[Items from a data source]
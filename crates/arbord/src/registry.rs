//! Route table mapping exact request paths to typed handlers.
//!
//! Each handler declares its kind when it is registered. The kind decides how
//! the dispatcher decodes the request body before the call:
//!
//! - [`HandlerKind::Unary`] and [`HandlerKind::Streaming`] receive the body
//!   as a JSON object,
//! - [`HandlerKind::UploadUnary`] receives a decoded multipart upload,
//! - [`HandlerKind::Interactive`] ignores the body.

use std::collections::{BTreeMap, HashMap};
use std::fmt;
use std::io;
use std::time::Duration;

use serde::Serialize;
use serde_json::Value;
use thiserror::Error;

use crate::children::ChildError;
use crate::context::ServiceContext;
use crate::dispatch::Headers;
use crate::state::StateError;

/// Result returned by every handler.
pub type HandlerResult = Result<HandlerOutcome, HandlerError>;

type UnaryFn = Box<dyn Fn(&mut ServiceContext, &Headers, Value) -> HandlerResult + Send>;
type UploadFn = Box<dyn Fn(&mut ServiceContext, &Headers, Upload) -> HandlerResult + Send>;
type InteractiveFn = Box<dyn Fn(&mut ServiceContext) -> HandlerResult + Send>;

/// Value produced by a successful handler call.
#[derive(Debug, Clone, PartialEq)]
pub enum Reply {
    /// Any JSON value. Strings are written to the wire unquoted.
    Json(Value),
    /// Binary download.
    Download {
        /// File contents.
        data: Vec<u8>,
        /// Suggested file name.
        filename: String,
    },
}

impl Reply {
    /// Serialises `value` into a JSON reply.
    ///
    /// # Errors
    ///
    /// Returns [`HandlerError::Serialise`] when `value` cannot be represented.
    pub fn json<T: Serialize>(value: &T) -> Result<Self, HandlerError> {
        Ok(Self::Json(serde_json::to_value(value)?))
    }
}

impl From<bool> for Reply {
    fn from(value: bool) -> Self {
        Self::Json(Value::Bool(value))
    }
}

impl From<String> for Reply {
    fn from(value: String) -> Self {
        Self::Json(Value::String(value))
    }
}

impl From<&str> for Reply {
    fn from(value: &str) -> Self {
        Self::Json(Value::String(value.to_owned()))
    }
}

impl From<Value> for Reply {
    fn from(value: Value) -> Self {
        Self::Json(value)
    }
}

/// What the dispatcher does after a handler returns.
#[derive(Debug, Clone, PartialEq)]
pub enum HandlerOutcome {
    /// Deliver the reply and keep serving.
    Continue(Reply),
    /// Stop the whole service process.
    Terminate,
}

impl HandlerOutcome {
    /// Wraps anything convertible into a [`Reply`].
    pub fn reply(value: impl Into<Reply>) -> Self {
        Self::Continue(value.into())
    }
}

/// File and form fields decoded from a multipart body.
#[derive(Debug, Clone, Default, PartialEq, Eq)]
pub struct Upload {
    /// File contents, empty when no file part was sent.
    pub data: Vec<u8>,
    /// File name of the file part, empty when none was sent.
    pub filename: String,
    /// Remaining form fields.
    pub args: BTreeMap<String, String>,
}

impl Upload {
    /// True when a file part was present.
    #[must_use]
    pub fn has_file(&self) -> bool {
        !self.filename.is_empty()
    }
}

/// Errors a handler reports. The caller only ever sees `false`.
#[derive(Debug, Error)]
pub enum HandlerError {
    /// The request arguments were unusable.
    #[error("invalid arguments: {message}")]
    InvalidArguments {
        /// Description of the problem.
        message: String,
    },
    /// A state write was rejected.
    #[error(transparent)]
    State(#[from] StateError),
    /// A child lifecycle operation failed.
    #[error(transparent)]
    Child(#[from] ChildError),
    /// A reply could not be serialised.
    #[error("failed to serialise reply: {0}")]
    Serialise(#[from] serde_json::Error),
    /// Filesystem access failed.
    #[error("IO error: {0}")]
    Io(#[from] io::Error),
}

impl HandlerError {
    /// Creates an invalid arguments error.
    pub fn invalid_arguments(message: impl Into<String>) -> Self {
        Self::InvalidArguments {
            message: message.into(),
        }
    }
}

/// Decoding contract of a registered handler.
#[derive(Debug, Clone, Copy, PartialEq, Eq)]
pub enum HandlerKind {
    /// Headers plus a JSON object body.
    Unary,
    /// Headers plus a multipart upload.
    UploadUnary,
    /// Polled at a fixed interval with a JSON object body.
    Streaming,
    /// Session entry point taking no arguments.
    Interactive,
}

impl fmt::Display for HandlerKind {
    fn fmt(&self, f: &mut fmt::Formatter<'_>) -> fmt::Result {
        let name = match self {
            Self::Unary => "unary",
            Self::UploadUnary => "upload_unary",
            Self::Streaming => "streaming",
            Self::Interactive => "interactive",
        };
        f.write_str(name)
    }
}

/// A registered handler.
pub enum Handler {
    /// See [`HandlerKind::Unary`].
    Unary(UnaryFn),
    /// See [`HandlerKind::UploadUnary`].
    UploadUnary(UploadFn),
    /// See [`HandlerKind::Streaming`].
    Streaming {
        /// Produces the next event, or `false` to end the stream.
        poll: UnaryFn,
        /// Delay between polls.
        interval: Duration,
    },
    /// See [`HandlerKind::Interactive`].
    Interactive(InteractiveFn),
}

impl Handler {
    /// Decoding contract of this handler.
    #[must_use]
    pub const fn kind(&self) -> HandlerKind {
        match self {
            Self::Unary(_) => HandlerKind::Unary,
            Self::UploadUnary(_) => HandlerKind::UploadUnary,
            Self::Streaming { .. } => HandlerKind::Streaming,
            Self::Interactive(_) => HandlerKind::Interactive,
        }
    }
}

impl fmt::Debug for Handler {
    fn fmt(&self, f: &mut fmt::Formatter<'_>) -> fmt::Result {
        f.debug_tuple("Handler").field(&self.kind()).finish()
    }
}

/// Lookup miss.
#[derive(Debug, Clone, Error, PartialEq, Eq)]
#[error("no handler registered for '{path}'")]
pub struct RouteNotFound {
    /// Requested path.
    pub path: String,
}

/// Routes registered for one application.
#[derive(Debug, Default)]
pub struct HandlerRegistry {
    routes: HashMap<String, Handler>,
}

impl HandlerRegistry {
    /// Builds an empty registry.
    #[must_use]
    pub fn new() -> Self {
        Self::default()
    }

    /// Registers a JSON handler.
    pub fn unary<F>(&mut self, path: &str, handler: F) -> &mut Self
    where
        F: Fn(&mut ServiceContext, &Headers, Value) -> HandlerResult + Send + 'static,
    {
        self.insert(path, Handler::Unary(Box::new(handler)))
    }

    /// Registers a multipart upload handler.
    pub fn upload<F>(&mut self, path: &str, handler: F) -> &mut Self
    where
        F: Fn(&mut ServiceContext, &Headers, Upload) -> HandlerResult + Send + 'static,
    {
        self.insert(path, Handler::UploadUnary(Box::new(handler)))
    }

    /// Registers a handler polled every `interval` for server-sent events.
    pub fn streaming<F>(&mut self, path: &str, interval: Duration, poll: F) -> &mut Self
    where
        F: Fn(&mut ServiceContext, &Headers, Value) -> HandlerResult + Send + 'static,
    {
        self.insert(
            path,
            Handler::Streaming {
                poll: Box::new(poll),
                interval,
            },
        )
    }

    /// Registers a session entry point.
    pub fn interactive<F>(&mut self, path: &str, handler: F) -> &mut Self
    where
        F: Fn(&mut ServiceContext) -> HandlerResult + Send + 'static,
    {
        self.insert(path, Handler::Interactive(Box::new(handler)))
    }

    fn insert(&mut self, path: &str, handler: Handler) -> &mut Self {
        if let Some(previous) = self.routes.insert(path.to_owned(), handler) {
            tracing::debug!(
                target: crate::dispatch::DISPATCH_TARGET,
                path,
                replaced = %previous.kind(),
                "route re-registered"
            );
        }
        self
    }

    /// Exact-match lookup.
    ///
    /// # Errors
    ///
    /// Returns [`RouteNotFound`] when nothing is registered under `path`.
    pub fn lookup(&self, path: &str) -> Result<&Handler, RouteNotFound> {
        self.routes.get(path).ok_or_else(|| RouteNotFound {
            path: path.to_owned(),
        })
    }

    /// Number of registered routes.
    #[must_use]
    pub fn len(&self) -> usize {
        self.routes.len()
    }

    /// True when nothing is registered.
    #[must_use]
    pub fn is_empty(&self) -> bool {
        self.routes.is_empty()
    }

    /// Read-only view of the registered routes for the transport.
    #[must_use]
    pub fn route_table(&self) -> RouteTable {
        let routes = self
            .routes
            .iter()
            .map(|(path, handler)| {
                let interval = match handler {
                    Handler::Streaming { interval, .. } => Some(*interval),
                    _ => None,
                };
                let info = RouteInfo {
                    kind: handler.kind(),
                    interval,
                };
                (path.clone(), info)
            })
            .collect();
        RouteTable { routes }
    }
}

/// Kind and poll interval of one route.
#[derive(Debug, Clone, Copy, PartialEq, Eq)]
pub struct RouteInfo {
    /// Decoding contract.
    pub kind: HandlerKind,
    /// Poll interval of streaming routes.
    pub interval: Option<Duration>,
}

/// Snapshot of the registry shared with connection threads.
#[derive(Debug, Clone, Default)]
pub struct RouteTable {
    routes: HashMap<String, RouteInfo>,
}

impl RouteTable {
    /// Route information for `path`.
    #[must_use]
    pub fn get(&self, path: &str) -> Option<RouteInfo> {
        self.routes.get(path).copied()
    }
}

● **WHAT THE EXERCISE ASKS**
The answer should consist of every line above in which "Send" appears.

● **ANSWER SPACE**
type UnaryFn = Box<dyn Fn(&mut ServiceContext, &Headers, Value) -> HandlerResult + Send>;
type UploadFn = Box<dyn Fn(&mut ServiceContext, &Headers, Upload) -> HandlerResult + Send>;
type InteractiveFn = Box<dyn Fn(&mut ServiceContext) -> HandlerResult + Send>;
        F: Fn(&mut ServiceContext, &Headers, Value) -> HandlerResult + Send + 'static,
        F: Fn(&mut ServiceContext, &Headers, Upload) -> HandlerResult + Send + 'static,
        F: Fn(&mut ServiceContext, &Headers, Value) -> HandlerResult + Send + 'static,
        F: Fn(&mut ServiceContext) -> HandlerResult + Send + 'static,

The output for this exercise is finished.